— YOUR GOAL —
Using the listing below, retype exactly the lines starting at the one with "R: CanteenReader +" and ending at the one with "filename src/domain/order.rs", and include both.

┌─ TASK INPUT

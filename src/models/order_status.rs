use chrono::NaiveDateTime;
use diesel::prelude::*;

use crate::domain::order_status::{
    NewOrderStatus as DomainNewOrderStatus, OrderStatus as DomainOrderStatus,
    UpdateOrderStatus as DomainUpdateOrderStatus,
};

#[derive(Debug, Clone, Identifiable, Queryable, Selectable)]
#[diesel(table_name = crate::schema::order_statuses)]
pub struct OrderStatus {
    pub id: i32,
    pub name: String,
    pub is_initial: bool,
    pub is_fulfilled: bool,
    pub created_at: NaiveDateTime,
    pub updated_at: NaiveDateTime,
}

#[derive(Insertable)]
#[diesel(table_name = crate::schema::order_statuses)]
pub struct NewOrderStatus<'a> {
    pub name: &'a str,
    pub is_initial: bool,
    pub is_fulfilled: bool,
}

#[derive(AsChangeset)]
#[diesel(table_name = crate::schema::order_statuses)]
pub struct UpdateOrderStatus<'a> {
    pub name: Option<&'a str>,
    pub is_initial: Option<bool>,
    pub is_fulfilled: Option<bool>,
    pub updated_at: NaiveDateTime,
}

impl From<OrderStatus> for DomainOrderStatus {
    fn from(value: OrderStatus) -> Self {
        Self {
            id: value.id,
            name: value.name,
            is_initial: value.is_initial,
            is_fulfilled: value.is_fulfilled,
            created_at: value.created_at,
            updated_at: value.updated_at,
        }
    }
}

impl<'a> From<&'a DomainNewOrderStatus> for NewOrderStatus<'a> {
    fn from(value: &'a DomainNewOrderStatus) -> Self {
        Self {
            name: value.name.as_str(),
            is_initial: value.is_initial,
            is_fulfilled: value.is_fulfilled,
        }
    }
}

impl<'a> From<&'a DomainUpdateOrderStatus> for UpdateOrderStatus<'a> {
    fn from(value: &'a DomainUpdateOrderStatus) -> Self {
        Self {
            name: value.name.as_deref(),
            is_initial: value.is_initial,
            is_fulfilled: value.is_fulfilled,
            updated_at: value.updated_at,
        }
    }
}
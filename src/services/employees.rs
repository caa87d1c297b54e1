use serde::Deserialize;

use crate::domain::auth::AuthenticatedEmployee;
use crate::domain::employee::{Employee, EmployeeListQuery};
use crate::forms::employees::{AddEmployeeForm, EditEmployeeForm, ResetPasswordForm};
use crate::pagination::{DEFAULT_ITEMS_PER_PAGE, Paginated};
use crate::repository::{CanteenReader, EmployeeReader, EmployeeWriter};
use crate::services::auth::hash_password;
use crate::services::{ServiceError, ServiceResult, ensure_admin, requested_page};
use validator::Validate;

/// Query parameters accepted by the employee list endpoint.
#[derive(Debug, Default, Deserialize)]
pub struct EmployeeQuery {
    /// Matched against name parts and phone number.
    pub search: Option<String>,
    pub canteen_id: Option<i32>,
    pub page: Option<usize>,
}

pub fn load_employees<R>(
    repo: &R,
    user: &AuthenticatedEmployee,
    query: EmployeeQuery,
) -> ServiceResult<Paginated<Employee>>
where
    R: EmployeeReader + ?Sized,
{
    ensure_admin(user)?;

    let EmployeeQuery {
        search,
        canteen_id,
        page,
    } = query;
    let page = requested_page(page);

    let mut list_query = EmployeeListQuery::new();
    if let Some(term) = search.as_deref().map(str::trim).filter(|t| !t.is_empty()) {
        list_query = list_query.search(term);
    }
    if let Some(canteen_id) = canteen_id {
        list_query = list_query.canteen_id(canteen_id);
    }
    list_query = list_query.paginate(page, DEFAULT_ITEMS_PER_PAGE);

    let (total, employees) = repo.list_employees(list_query).map_err(ServiceError::from)?;
    let total_pages = total.div_ceil(DEFAULT_ITEMS_PER_PAGE);

    Ok(Paginated::new(employees, page, total_pages))
}

pub fn load_employee<R>(
    repo: &R,
    user: &AuthenticatedEmployee,
    employee_id: i32,
) -> ServiceResult<Employee>
where
    R: EmployeeReader + ?Sized,
{
    ensure_admin(user)?;

    repo.get_employee_by_id(employee_id)
        .map_err(ServiceError::from)?
        .ok_or(ServiceError::NotFound)
}

/// Registers an employee with a hashed password.
pub fn create_employee<R>(
    repo: &R,
    user: &AuthenticatedEmployee,
    form: AddEmployeeForm,
) -> ServiceResult<Employee>
where
    R: EmployeeWriter + CanteenReader + ?Sized,
{
    ensure_admin(user)?;

    let (mut new_employee, password) = form
        .into_new_employee()
        .map_err(|err| ServiceError::Form(err.to_string()))?;

    if let Some(canteen_id) = new_employee.canteen_id {
        ensure_canteen_exists(repo, canteen_id)?;
    }

    new_employee.password_hash = hash_password(&password)?;

    let employee = repo
        .create_employee(&new_employee)
        .map_err(ServiceError::from)?;

    log::info!("employee {} created by {}", employee.id, user.id);

    Ok(employee)
}

pub fn modify_employee<R>(
    repo: &R,
    user: &AuthenticatedEmployee,
    employee_id: i32,
    form: EditEmployeeForm,
) -> ServiceResult<Employee>
where
    R: EmployeeWriter + CanteenReader + ?Sized,
{
    ensure_admin(user)?;

    let updates = form
        .into_update_employee()
        .map_err(|err| ServiceError::Form(err.to_string()))?;

    if let Some(Some(canteen_id)) = updates.canteen_id {
        ensure_canteen_exists(repo, canteen_id)?;
    }

    repo.update_employee(employee_id, &updates)
        .map_err(ServiceError::from)
}

/// Sets a new password chosen by an administrator.
pub fn reset_employee_password<R>(
    repo: &R,
    user: &AuthenticatedEmployee,
    employee_id: i32,
    form: ResetPasswordForm,
) -> ServiceResult<()>
where
    R: EmployeeWriter + ?Sized,
{
    ensure_admin(user)?;

    form.validate()
        .map_err(|err| ServiceError::Form(err.to_string()))?;

    let password_hash = hash_password(&form.password)?;

    repo.update_password_hash(employee_id, &password_hash)
        .map_err(ServiceError::from)
}

/// Deletes an employee. Employees referenced by order history are kept.
pub fn remove_employee<R>(
    repo: &R,
    user: &AuthenticatedEmployee,
    employee_id: i32,
) -> ServiceResult<()>
where
    R: EmployeeWriter + ?Sized,
{
    ensure_admin(user)?;

    if employee_id == user.id {
        return Err(ServiceError::Precondition(
            "administrators cannot delete their own account".to_string(),
        ));
    }

    repo.delete_employee(employee_id).map_err(ServiceError::from)
}

fn ensure_canteen_exists<R>(repo: &R, canteen_id: i32) -> ServiceResult<()>
where
    R: CanteenReader + ?Sized,
{
    match repo.get_canteen_by_id(canteen_id).map_err(ServiceError::from)? {
        Some(_) => Ok(()),
        None => Err(ServiceError::Form(format!(
            "canteen {canteen_id} does not exist"
        ))),
    }
}
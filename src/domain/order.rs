use chrono::NaiveDateTime;
use serde::{Deserialize, Serialize};

use crate::domain::product::Product;
use crate::pagination::Pagination;

/// Acceptance state of a single order line, set by the executing canteen.
#[derive(Debug, Serialize, Deserialize, Clone, Copy, PartialEq, Eq, Default)]
#[serde(rename_all = "snake_case")]
pub enum ItemDecision {
    /// Nobody has accepted or rejected the line yet.
    #[default]
    Undecided,
    Accepted,
    Rejected,
}

impl From<Option<bool>> for ItemDecision {
    fn from(value: Option<bool>) -> Self {
        match value {
            None => Self::Undecided,
            Some(true) => Self::Accepted,
            Some(false) => Self::Rejected,
        }
    }
}

impl From<ItemDecision> for Option<bool> {
    fn from(value: ItemDecision) -> Self {
        match value {
            ItemDecision::Undecided => None,
            ItemDecision::Accepted => Some(true),
            ItemDecision::Rejected => Some(false),
        }
    }
}

/// Line item of an order. Name, unit and price are copied from the catalog
/// when the line is created so later catalog edits do not rewrite history.
#[derive(Debug, Serialize, Deserialize, Clone, PartialEq, Eq)]
pub struct OrderItem {
    pub id: i32,
    /// Catalog product the line was created from; `None` once the product is deleted.
    pub product_id: Option<i32>,
    pub name: String,
    pub unit: String,
    pub price_cents: i64,
    pub quantity: i32,
    pub decision: ItemDecision,
}

impl OrderItem {
    pub fn line_total_cents(&self) -> i64 {
        line_total(self.price_cents, self.quantity)
    }
}

/// Request to move a set of priced products from one canteen to another.
#[derive(Debug, Serialize, Deserialize, Clone, PartialEq, Eq)]
pub struct Order {
    pub id: i32,
    /// Canteen that placed the order and receives the goods.
    pub customer_canteen_id: i32,
    /// Canteen that ships the goods.
    pub executor_canteen_id: i32,
    pub status_id: i32,
    /// Summary price of all lines in the smallest currency unit.
    pub total_cents: i64,
    pub items: Vec<OrderItem>,
    pub created_at: NaiveDateTime,
    pub updated_at: NaiveDateTime,
}

impl Order {
    pub fn has_undecided_items(&self) -> bool {
        self.items
            .iter()
            .any(|item| item.decision == ItemDecision::Undecided)
    }

    /// Whether `canteen_id` is either side of the order.
    pub fn involves_canteen(&self, canteen_id: i32) -> bool {
        self.customer_canteen_id == canteen_id || self.executor_canteen_id == canteen_id
    }

    pub fn item(&self, item_id: i32) -> Option<&OrderItem> {
        self.items.iter().find(|item| item.id == item_id)
    }
}

/// Line item payload for a new or edited order.
#[derive(Debug, Clone, PartialEq, Eq)]
pub struct NewOrderItem {
    pub product_id: Option<i32>,
    pub name: String,
    pub unit: String,
    pub price_cents: i64,
    pub quantity: i32,
}

impl NewOrderItem {
    /// Snapshot the catalog data of `product` for a line of `quantity` units.
    pub fn from_product(product: &Product, quantity: i32) -> Self {
        Self {
            product_id: Some(product.id),
            name: product.name.clone(),
            unit: product.unit.clone(),
            price_cents: product.price_cents,
            quantity,
        }
    }

    pub fn line_total_cents(&self) -> i64 {
        line_total(self.price_cents, self.quantity)
    }
}

/// Payload required to insert an order together with its items.
#[derive(Debug, Clone, PartialEq, Eq)]
pub struct NewOrder {
    pub customer_canteen_id: i32,
    pub executor_canteen_id: i32,
    pub status_id: i32,
    pub items: Vec<NewOrderItem>,
    /// Employee placing the order; recorded as having seen it.
    pub created_by: i32,
}

impl NewOrder {
    pub fn new(
        customer_canteen_id: i32,
        executor_canteen_id: i32,
        status_id: i32,
        created_by: i32,
    ) -> Self {
        Self {
            customer_canteen_id,
            executor_canteen_id,
            status_id,
            items: Vec::new(),
            created_by,
        }
    }

    pub fn with_items(mut self, items: Vec<NewOrderItem>) -> Self {
        self.items = items;
        self
    }

    pub fn total_cents(&self) -> i64 {
        sum_line_totals(&self.items)
    }
}

/// Replacement of every line of an existing order.
#[derive(Debug, Clone, PartialEq, Eq)]
pub struct ReplaceOrderItems {
    pub items: Vec<NewOrderItem>,
    pub updated_at: NaiveDateTime,
}

impl ReplaceOrderItems {
    pub fn new(items: Vec<NewOrderItem>) -> Self {
        Self {
            items,
            updated_at: chrono::Local::now().naive_utc(),
        }
    }

    pub fn total_cents(&self) -> i64 {
        sum_line_totals(&self.items)
    }
}

/// A status change to apply, guarded by the status the caller observed.
#[derive(Debug, Clone, PartialEq, Eq)]
pub struct StatusTransition {
    pub order_id: i32,
    pub from_status_id: i32,
    pub to_status_id: i32,
    pub changed_by: i32,
    /// Reject the transition while any item is undecided.
    pub require_decided_items: bool,
    pub changed_at: NaiveDateTime,
}

impl StatusTransition {
    pub fn new(order_id: i32, from_status_id: i32, to_status_id: i32, changed_by: i32) -> Self {
        Self {
            order_id,
            from_status_id,
            to_status_id,
            changed_by,
            require_decided_items: false,
            changed_at: chrono::Local::now().naive_utc(),
        }
    }

    pub fn require_decided_items(mut self, value: bool) -> Self {
        self.require_decided_items = value;
        self
    }
}

/// Query definition used to list orders.
#[derive(Debug, Clone, Default)]
pub struct OrderListQuery {
    /// Restrict to orders where this canteen is customer or executor.
    pub canteen_id: Option<i32>,
    pub status_id: Option<i32>,
    pub pagination: Option<Pagination>,
}

impl OrderListQuery {
    pub fn new() -> Self {
        Self::default()
    }

    pub fn canteen_id(mut self, canteen_id: i32) -> Self {
        self.canteen_id = Some(canteen_id);
        self
    }

    pub fn status_id(mut self, status_id: i32) -> Self {
        self.status_id = Some(status_id);
        self
    }

    pub fn paginate(mut self, page: usize, per_page: usize) -> Self {
        self.pagination = Some(Pagination { page, per_page });
        self
    }
}

fn line_total(price_cents: i64, quantity: i32) -> i64 {
    price_cents.saturating_mul(i64::from(quantity))
}

fn sum_line_totals(items: &[NewOrderItem]) -> i64 {
    items
        .iter()
        .map(NewOrderItem::line_total_cents)
        .fold(0, i64::saturating_add)
}
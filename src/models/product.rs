use chrono::NaiveDateTime;
use diesel::prelude::*;

use crate::domain::product::{
    NewProduct as DomainNewProduct, Product as DomainProduct, UpdateProduct as DomainUpdateProduct,
};

#[derive(Debug, Clone, Identifiable, Queryable, Selectable)]
#[diesel(table_name = crate::schema::products)]
pub struct Product {
    pub id: i32,
    pub name: String,
    pub price_cents: i64,
    pub unit: String,
    pub created_at: NaiveDateTime,
    pub updated_at: NaiveDateTime,
}

#[derive(Insertable)]
#[diesel(table_name = crate::schema::products)]
pub struct NewProduct<'a> {
    pub name: &'a str,
    pub price_cents: i64,
    pub unit: &'a str,
}

#[derive(AsChangeset)]
#[diesel(table_name = crate::schema::products)]
pub struct UpdateProduct<'a> {
    pub name: Option<&'a str>,
    pub price_cents: Option<i64>,
    pub unit: Option<&'a str>,
    pub updated_at: NaiveDateTime,
}

impl From<Product> for DomainProduct {
    fn from(value: Product) -> Self {
        Self {
            id: value.id,
            name: value.name,
            price_cents: value.price_cents,
            unit: value.unit,
            created_at: value.created_at,
            updated_at: value.updated_at,
        }
    }
}

impl<'a> From<&'a DomainNewProduct> for NewProduct<'a> {
    fn from(value: &'a DomainNewProduct) -> Self {
        Self {
            name: value.name.as_str(),
            price_cents: value.price_cents,
            unit: value.unit.as_str(),
        }
    }
}

impl<'a> From<&'a DomainUpdateProduct> for UpdateProduct<'a> {
    fn from(value: &'a DomainUpdateProduct) -> Self {
        Self {
            name: value.name.as_deref(),
            price_cents: value.price_cents,
            unit: value.unit.as_deref(),
            updated_at: value.updated_at,
        }
    }
}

└─

— WRITTEN REPLY —
    R: CanteenReader + ?Sized,
{
    match repo.get_canteen_by_id(canteen_id).map_err(ServiceError::from)? {
        Some(_) => Ok(()),
        None => Err(ServiceError::Form(format!(
            "canteen {canteen_id} does not exist"
        ))),
    }
}
filename src/domain/order.rs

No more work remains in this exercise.